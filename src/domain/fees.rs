//! Commission and delivery-fee arithmetic.
//!
//! All amounts are integers in the smallest currency unit (FCFA). Commission
//! rates are expressed in basis points so the computation stays in integer
//! math; the result is rounded to the nearest unit, half away from zero.

/// Platform cut on the sale value stream: 3%.
pub const SALE_COMMISSION_BP: i64 = 300;
/// Platform cut on the delivery value stream: 1%.
pub const DELIVERY_COMMISSION_BP: i64 = 100;

/// Flat component of the campus delivery charge.
pub const DELIVERY_BASE_FEE: i64 = 300;
/// Distance component of the campus delivery charge, per kilometre.
pub const DELIVERY_PER_KM_FEE: i64 = 100;

/// `round(amount * rate)` with the rate in basis points.
///
/// Widened to `i128` internally: the product of an extreme (but valid) price
/// and the rate must not wrap. The quotient always fits back into `i64`
/// because the rate is far below 100%.
pub fn commission(amount: i64, rate_bp: i64) -> i64 {
    ((amount as i128 * rate_bp as i128 + 5_000) / 10_000) as i64
}

/// Campus delivery charge: `ceil(base + distance_km * per_km)`.
///
/// The distance is whatever estimate was captured at checkout time; resolving
/// an actual GPS distance is a collaborator concern, not ours.
pub fn delivery_fee(distance_km: f64) -> i64 {
    (DELIVERY_BASE_FEE as f64 + distance_km * DELIVERY_PER_KM_FEE as f64).ceil() as i64
}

........

TASK BRIEF — Scan the listing above for the line that has "unit (FCFA). Commission", then copy exactly from that line through the line that has "pub const SALE_COMMISSION_BP: i64 = 300;".

RESULT OF THE TASK —
//! All amounts are integers in the smallest currency unit (FCFA). Commission
//! rates are expressed in basis points so the computation stays in integer
//! math; the result is rounded to the nearest unit, half away from zero.

/// Platform cut on the sale value stream: 3%.
pub const SALE_COMMISSION_BP: i64 = 300;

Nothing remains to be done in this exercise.